Problem details
Find the lines in the records that carry the word "ItemType". Copy each one.

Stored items
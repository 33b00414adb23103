//! Name lookup over enumerated items.
//!
//! The server does not keep display names unique. Lookups return the first
//! item in enumeration order whose name matches exactly; later items with the
//! same name are never reachable by name.

use tracing::info;

use crate::contract::ServerClient;
use crate::error::PlumberError;
use crate::items::{ItemType, RemoteItem, RequestOptions};
use crate::query::list_items;
use crate::session::Session;

/// First item whose display name equals `name` exactly.
pub fn first_named<'a, I>(items: I, name: &str) -> Option<I::Item>
where
    I: IntoIterator<Item = &'a RemoteItem>,
{
    items.into_iter().find(|item| item.name() == name)
}

/// Finds an item of the given type by exact name.
///
/// `options` defaults to the session's owner filter; projects are always
/// listed unfiltered. Returns `Ok(None)` for an empty `name`, an unknown tag,
/// or no match.
pub async fn find_item<C: ServerClient>(
    session: &Session<C>,
    tag: &str,
    name: &str,
    options: Option<&RequestOptions>,
) -> Result<Option<RemoteItem>, PlumberError> {
    if name.is_empty() {
        return Ok(None);
    }
    let Some(item_type) = ItemType::from_tag(tag) else {
        return Ok(None);
    };
    find_typed(session, item_type, name, options).await
}

/// [`find_item`] for an already-parsed item type.
pub async fn find_typed<C: ServerClient>(
    session: &Session<C>,
    item_type: ItemType,
    name: &str,
    options: Option<&RequestOptions>,
) -> Result<Option<RemoteItem>, PlumberError> {
    if name.is_empty() {
        return Ok(None);
    }
    let options = options.unwrap_or(session.default_options());
    let items = session
        .scoped(list_items(session.client(), item_type, options))
        .await?;

    info!(
        search = %name.to_uppercase(),
        item_type = %item_type.as_str().to_uppercase(),
        candidates = items.len(),
        "Checking items"
    );
    Ok(first_named(&items, name).cloned())
}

Written response
use crate::items::{ItemType, RemoteItem, RequestOptions};
    let Some(item_type) = ItemType::from_tag(tag) else {
    item_type: ItemType,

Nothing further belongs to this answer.